*Work order*:
Please copy out the records that follow exactly as they stand.

┌──

use serde::{Deserialize, Serialize};
use ts_rs::TS;

#[derive(Debug, Clone, PartialEq, Serialize, Deserialize, TS)]
#[serde(rename_all = "camelCase", deny_unknown_fields)]
#[ts(export)]
pub struct MedicalProviders {
    pub has_pcp: bool,
    #[serde(default, skip_serializing_if = "Option::is_none")]
    pub pcp: Option<Provider>,
    pub has_psychiatrist: bool,
    #[serde(default, skip_serializing_if = "Option::is_none")]
    pub psychiatrist: Option<Provider>,
}

#[derive(Debug, Clone, PartialEq, Serialize, Deserialize, TS)]
#[serde(rename_all = "camelCase", deny_unknown_fields)]
#[ts(export)]
pub struct Provider {
    pub name: String,
    #[serde(default, skip_serializing_if = "Option::is_none")]
    pub practice: Option<String>,
    pub phone: String,
}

└──

*Exercise response*:
use serde::{Deserialize, Serialize};
use ts_rs::TS;

#[derive(Debug, Clone, PartialEq, Serialize, Deserialize, TS)]
#[serde(rename_all = "camelCase", deny_unknown_fields)]
#[ts(export)]
pub struct MedicalProviders {
    pub has_pcp: bool,
    #[serde(default, skip_serializing_if = "Option::is_none")]
    pub pcp: Option<Provider>,
    pub has_psychiatrist: bool,
    #[serde(default, skip_serializing_if = "Option::is_none")]
    pub psychiatrist: Option<Provider>,
}

#[derive(Debug, Clone, PartialEq, Serialize, Deserialize, TS)]
#[serde(rename_all = "camelCase", deny_unknown_fields)]
#[ts(export)]
pub struct Provider {
    pub name: String,
    #[serde(default, skip_serializing_if = "Option::is_none")]
    pub practice: Option<String>,
    pub phone: String,
}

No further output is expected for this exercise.